Tuesday, 25 March 2014

Silk Mosaics


Silk Mosaics.

Here are a few of Lucienne Day's Silk Mosaic works..





Palace of Peking 1 & 11 ,(1979), (www.artvalue.com)
  This mosaic takes the form of a map, with rooms, buildings and walkways. It is quite simple in its approach and appears to be more of a study representing the Palace than an imagined piece. I think the flat blocks of colour make it more map-like but I would like to see it with more variety of shades within the blocks to hold my visual attention more. 



The Window, (1986), (www.gac.culture.gov.uk) 
This piece was commissioned from the artist in June 1986 and belongs to the Government Art Collection and is located in the British Embassy, Kiev, Ukraine. It measures 134.50 cm in length and 174.50 cm width.

This piece, for me, represents the light and the shapes they play against a wall as they enter the window through the passage of time. There is a bit more variety of colour within each of  the blocks and so I feel has given the work more depth. I would still prefer less pink but is a personal preference. 



Wallpaper Magazine Cover January 2009
Golden Tangram, a limited edition cover.
(www.wallpaper.co.uk)
This is one of my favourites and, as I love to sew, would be something I would like to try when I have the time. The greens and browns, mustard yellow and purple are especially well-balanced for my taste. With the mix of squares and rectangles, I think, this gives the work more movement and makes it appear less flat, less 2D and more 3D. I imagine a plain wall and this blaze of colour hitting the senses as you approach.  

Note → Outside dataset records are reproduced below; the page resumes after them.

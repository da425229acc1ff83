//! Photo diagnosis flow.

use chrono::Utc;

use crate::app::AppContext;
use crate::domain::prompt::PromptContext;
use crate::domain::validation::parse_reply;
use crate::domain::{AppError, CurrentAnalysis, SkinAnalysis, SkinAnalysisRequest};
use crate::ports::{JournalStore, ModelClient, ModelRequest, PromptKind};

/// Execute the photo diagnosis flow and persist the result as the current
/// analysis for downstream flows.
pub fn execute<M: ModelClient, J: JournalStore>(
    ctx: &AppContext<M, J>,
    request: SkinAnalysisRequest,
) -> Result<SkinAnalysis, AppError> {
    let prompt = ctx.render_prompt(PromptKind::SkinAnalysis, &PromptContext::new())?;
    let reply = ctx.model().generate(
        ModelRequest::structured(prompt, SkinAnalysis::response_schema())
            .with_image(request.photo.clone()),
    )?;

    let analysis: SkinAnalysis = parse_reply("analyze", reply)?;
    analysis.validate()?;

    ctx.store().save_current(&CurrentAnalysis {
        analysis: analysis.clone(),
        image: request.photo,
        date: Utc::now(),
    })?;

    Ok(analysis)
}

#[cfg(test)]
mod tests {
    use super::*;
    use crate::domain::Severity;
    use crate::domain::testing::sample_image;
    use crate::ports::{MemoryJournalStore, MockModelClient};
    use serde_json::json;

    fn ctx() -> AppContext<MockModelClient, MemoryJournalStore> {
        AppContext::new(MockModelClient::new(), MemoryJournalStore::new())
    }

    #[test]
    fn valid_reply_is_parsed_validated_and_saved() {
        let ctx = ctx();
        ctx.model().push_reply(json!({
            "condition": "Psoriasis",
            "explanation": "An autoimmune condition producing scaly plaques.",
            "severity": "Mild",
            "stage": "Early",
            "possibleCauses": ["Genetics", "Stress"],
            "vitaminDeficiencies": ["Vitamin D"],
            "naturalRemedies": ["Aloe vera"]
        }));

        let analysis =
            execute(&ctx, SkinAnalysisRequest { photo: sample_image() }).unwrap();
        assert_eq!(analysis.condition, "Psoriasis");
        assert_eq!(analysis.severity, Severity::Mild);

        let current = ctx.store().load_current().unwrap().unwrap();
        assert_eq!(current.analysis, analysis);
        assert_eq!(current.image, sample_image());
    }

    #[test]
    fn reply_with_empty_remedies_is_rejected_and_not_saved() {
        let ctx = ctx();
        ctx.model().push_reply(json!({
            "condition": "Psoriasis",
            "explanation": "An autoimmune condition.",
            "severity": "Mild",
            "stage": "Early",
            "possibleCauses": ["Genetics"],
            "vitaminDeficiencies": ["Vitamin D"],
            "naturalRemedies": []
        }));

        let err = execute(&ctx, SkinAnalysisRequest { photo: sample_image() }).unwrap_err();
        assert!(matches!(err, AppError::InvalidReply { .. }));
        assert!(ctx.store().load_current().unwrap().is_none());
    }

    #[test]
    fn provider_failure_propagates_without_saving() {
        let ctx = ctx();
        ctx.model().push_failure("endpoint unreachable");

        let err = execute(&ctx, SkinAnalysisRequest { photo: sample_image() }).unwrap_err();
        assert!(matches!(err, AppError::ApiError { .. }));
        assert!(ctx.store().load_current().unwrap().is_none());
    }
}
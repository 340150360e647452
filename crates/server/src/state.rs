use std::sync::Arc;

use service::auth::{AuthConfig, AuthService};
use service::repository::ResourceRepository;
use service::storage::json_collection_store::JsonFileStore;
use service::storage::CollectionStore;

/// Process-wide state shared by every handler.
#[derive(Clone)]
pub struct AppState {
    pub repo: Arc<ResourceRepository>,
    pub auth: Arc<AuthService>,
}

impl AppState {
    pub fn new(store: Arc<dyn CollectionStore>, auth: AuthConfig) -> Self {
        let repo = Arc::new(ResourceRepository::new(store));
        let auth = Arc::new(AuthService::new(Arc::clone(&repo), auth));
        Self { repo, auth }
    }

    /// State backed by `<data_dir>/<resource>.json` files.
    pub async fn from_data_dir(data_dir: &str, auth: AuthConfig) -> anyhow::Result<Self> {
        let store = JsonFileStore::new(data_dir).await?;
        Ok(Self::new(store, auth))
    }
}
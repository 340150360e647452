pub mod routes;
pub mod startup;
pub mod state;
pub mod errors;
pub mod openapi;

pub use startup::run;
pub use state::AppState;
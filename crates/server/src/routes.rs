use axum::{
    routing::{get, post},
    Extension, Router,
};
use service::resources::{self, ResourceSpec};
use tower_http::{
    catch_panic::CatchPanicLayer,
    cors::CorsLayer,
    trace::{DefaultMakeSpan, DefaultOnFailure, DefaultOnRequest, DefaultOnResponse, TraceLayer},
};
use tracing::Level;

use crate::errors;
use crate::state::AppState;

pub mod auth;
pub mod resources_api;
pub mod system;
pub mod users;

fn build_cors() -> CorsLayer {
    CorsLayer::very_permissive()
}

/// `/<name>` and `/<name>/:id` served by the shared CRUD handlers.
fn resource_router(spec: &'static ResourceSpec) -> Router<AppState> {
    Router::new()
        .route("/", get(resources_api::list).post(resources_api::create))
        .route(
            "/:id",
            get(resources_api::get).put(resources_api::update).delete(resources_api::delete),
        )
        .layer(Extension(spec))
}

fn users_router() -> Router<AppState> {
    Router::new()
        .route("/", get(resources_api::list).post(users::create))
        .route("/:id", get(resources_api::get))
        .layer(Extension(&resources::USERS))
}

/// Panic catching plus request tracing, applied to the whole router.
pub fn with_error_boundary(router: Router) -> Router {
    router
        .layer(CatchPanicLayer::custom(errors::panic_response))
        .layer(
            TraceLayer::new_for_http()
                .make_span_with(DefaultMakeSpan::new().level(Level::INFO).include_headers(false))
                .on_request(DefaultOnRequest::new().level(Level::INFO))
                .on_response(DefaultOnResponse::new().level(Level::INFO).include_headers(false))
                .on_failure(DefaultOnFailure::new().level(Level::ERROR)),
        )
}

/// Build the full application router.
pub fn build_router(state: AppState) -> Router {
    let mut app = Router::new()
        .route("/", get(system::root))
        .route("/error", get(system::fail))
        .route("/login", post(auth::login))
        .route("/api-docs/openapi.json", get(system::openapi_json))
        .nest("/users", users_router());

    for spec in resources::generic() {
        app = app.nest(&format!("/{}", spec.name), resource_router(spec));
    }

    let app = app.fallback(system::not_found).with_state(state).layer(build_cors());
    with_error_boundary(app)
}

Three Daughters of Mexico, (1995).(www.vads.ac.uk)
This piece is part of the Royal College of Art Collection and measures 1450 mm x 1880 mm.

As yet, I have not found out who or what the Daughters represent other than their literal title. If we assume being daughters and family is the theme then this piece works well. The panels are all individual but carry elements between the three such as colour, pattern and geometric shapes which, to me,conveys the genetic link and as an ensemble piece represents the family. I like the symbolism and the shapes, not so keen on the colours.



Aspects of the Sun, (1990), (designmuseum.org)

This piece was produced for the John Lewis Partnership.

This is one of the best pieces in my opinion. The sheer size and scale are impressive, the amount of work and dedication required to bring this artwork to life is breathtaking.  The aspects of the subject matter chosen are well-represented. The colours fit perfectly, the eclipse segment being particularly stunning. Knowing that all these apparent perfect spheres are made from square blocks of colour is an achievement worthy of praise.  



Friday, 7 March 2014

Patterns and textiles of Lucienne Day


Patterns and Textiles of Lucienne Day.  

Here are a small collection of Lucienne Day's creations, some you might recognise but, I hope, some that are new to you.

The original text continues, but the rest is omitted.